Activity –
If a line in the listing below has the string "match", copy it out.
# # # # #
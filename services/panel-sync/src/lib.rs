//! Panel sync - keeps dashboard panels in step with a collaboration server
//!
//! Polls collection resources (activities, tasks, sub-tasks) and re-renders
//! them, submits state-changing actions with the anti-forgery token, and
//! follows background import jobs until they finish.

pub mod action;
pub mod auth;
pub mod config;
pub mod error;
pub mod io;
pub mod job;
pub mod notifier;
pub mod page_size;
pub mod policy;
pub mod poller;
pub mod render;
pub mod view;


pub use config::{load_config, Config};
pub use error::{Result, SyncError};

use std::collections::HashMap;
use std::sync::Arc;

use tokio_util::sync::CancellationToken;

use crate::action::ActionClient;
use crate::auth::{Authenticator, CookieTokenStore, StaticTokenStore, TokenStore};
use crate::io::{HttpClient, ReqwestHttpClient};
use crate::job::{JobMonitor, JobOutcome};
use crate::notifier::{LogNotifier, Notifier};
use crate::poller::{CollectionPoller, PollHandle, PollSession};
use crate::render::renderer_for;
use crate::view::{ConsoleView, PanelView};

/// Form field the import job expects the repository name in
const REPOSITORY_FIELD: &str = "repository";

/// Wires configuration and collaborators into a [`PanelSync`]
pub struct PanelSyncBuilder {
    config: Config,
    http: Option<Arc<dyn HttpClient>>,
    tokens: Option<Arc<dyn TokenStore>>,
    notifier: Option<Arc<dyn Notifier>>,
    views: HashMap<String, Arc<dyn PanelView>>,
    error_view: Option<Arc<dyn PanelView>>,
    cancel: Option<CancellationToken>,
}

impl PanelSyncBuilder {
    pub fn new(config: Config) -> Self {
        Self {
            config,
            http: None,
            tokens: None,
            notifier: None,
            views: HashMap::new(),
            error_view: None,
            cancel: None,
        }
    }

    pub fn with_http_client(mut self, http: Arc<dyn HttpClient>) -> Self {
        self.http = Some(http);
        self
    }

    /// Replace the token store built from `auth.cookies`
    pub fn with_token_store(mut self, tokens: Arc<dyn TokenStore>) -> Self {
        self.tokens = Some(tokens);
        self
    }

    pub fn with_notifier(mut self, notifier: Arc<dyn Notifier>) -> Self {
        self.notifier = Some(notifier);
        self
    }

    /// Render panel `name` into `view` instead of stdout
    pub fn with_view(mut self, name: &str, view: Arc<dyn PanelView>) -> Self {
        self.views.insert(name.to_string(), view);
        self
    }

    pub fn with_error_view(mut self, view: Arc<dyn PanelView>) -> Self {
        self.error_view = Some(view);
        self
    }

    pub fn with_cancellation_token(mut self, cancel: CancellationToken) -> Self {
        self.cancel = Some(cancel);
        self
    }

    pub fn build(mut self) -> Result<PanelSync> {
        self.config.validate()?;

        let http: Arc<dyn HttpClient> = match self.http {
            Some(http) => http,
            None => Arc::new(ReqwestHttpClient::new(self.config.server.request_timeout())?),
        };
        let tokens: Arc<dyn TokenStore> = match self.tokens {
            Some(tokens) => tokens,
            None => match &self.config.auth.cookies {
                Some(raw) => Arc::new(CookieTokenStore::parse(raw)),
                None => Arc::new(StaticTokenStore::new(None)),
            },
        };
        let auth = Arc::new(Authenticator::new(
            self.config.server.base_url()?,
            &self.config.auth,
            tokens,
        ));

        let mut pollers = Vec::with_capacity(self.config.panels.len());
        for panel in &self.config.panels {
            let session = PollSession::from_config(panel, &self.config.server)?;
            let view = self
                .views
                .remove(&panel.name)
                .unwrap_or_else(|| Arc::new(ConsoleView::new(&panel.name)));
            pollers.push(Arc::new(CollectionPoller::new(
                session,
                Arc::clone(&http),
                Arc::clone(&auth),
                renderer_for(panel.kind),
                view,
            )));
        }
        for name in self.views.keys() {
            tracing::warn!("No panel named '{}' is configured, ignoring its view", name);
        }

        tracing::debug!("Built {} panel pollers", pollers.len());
        Ok(PanelSync {
            config: self.config,
            http,
            auth,
            notifier: self.notifier.unwrap_or_else(|| Arc::new(LogNotifier)),
            error_view: self
                .error_view
                .unwrap_or_else(|| Arc::new(ConsoleView::new("errors"))),
            pollers,
            cancel: self.cancel.unwrap_or_default(),
        })
    }
}

/// A configured panel-sync client
pub struct PanelSync {
    config: Config,
    http: Arc<dyn HttpClient>,
    auth: Arc<Authenticator>,
    notifier: Arc<dyn Notifier>,
    error_view: Arc<dyn PanelView>,
    pollers: Vec<Arc<CollectionPoller>>,
    cancel: CancellationToken,
}

impl std::fmt::Debug for PanelSync {
    fn fmt(&self, f: &mut std::fmt::Formatter<'_>) -> std::fmt::Result {
        f.debug_struct("PanelSync")
            .field("pollers", &self.pollers)
            .finish_non_exhaustive()
    }
}

impl PanelSync {
    pub fn pollers(&self) -> &[Arc<CollectionPoller>] {
        &self.pollers
    }

    pub fn cancellation_token(&self) -> CancellationToken {
        self.cancel.clone()
    }

    /// Start one recurring session per configured panel
    pub fn spawn_pollers(&self) -> Vec<PollHandle> {
        self.pollers
            .iter()
            .map(|poller| Arc::clone(poller).spawn(&self.cancel))
            .collect()
    }

    /// Run every panel until the cancellation token fires
    pub async fn watch(&self) -> Result<()> {
        let handles = self.spawn_pollers();
        tracing::info!("Watching {} panels", handles.len());

        self.cancel.cancelled().await;
        tracing::info!("Stopping panel pollers");

        for handle in handles {
            let name = handle.name().to_string();
            match handle.join().await {
                Ok(exit) => tracing::debug!("Panel '{}' ended: {:?}", name, exit),
                Err(e) => tracing::warn!("Panel '{}' ended with error: {}", name, e),
            }
        }
        Ok(())
    }

    pub fn action_client(&self) -> Result<ActionClient> {
        Ok(ActionClient::new(
            self.config.server.base_url()?,
            Arc::clone(&self.http),
            Arc::clone(&self.auth),
            Arc::clone(&self.notifier),
            Arc::clone(&self.error_view),
        ))
    }

    pub fn job_monitor(&self) -> Result<JobMonitor> {
        Ok(JobMonitor::new(
            &self.config.jobs,
            &self.config.server,
            Arc::clone(&self.http),
            Arc::clone(&self.auth),
            Arc::clone(&self.notifier),
        )?
        .with_cancellation_token(self.cancel.clone()))
    }

    /// Start the repository import job and wait for it to finish
    pub async fn import_repository(&self, repository: &str) -> Result<JobOutcome> {
        tracing::info!("Importing repository '{}'", repository);
        self.job_monitor()?
            .start(vec![(REPOSITORY_FIELD.to_string(), repository.to_string())])
            .await
    }
}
# # # # #
Result of the exercise –
        let http: Arc<dyn HttpClient> = match self.http {
        let tokens: Arc<dyn TokenStore> = match self.tokens {
            None => match &self.config.auth.cookies {
            match handle.join().await {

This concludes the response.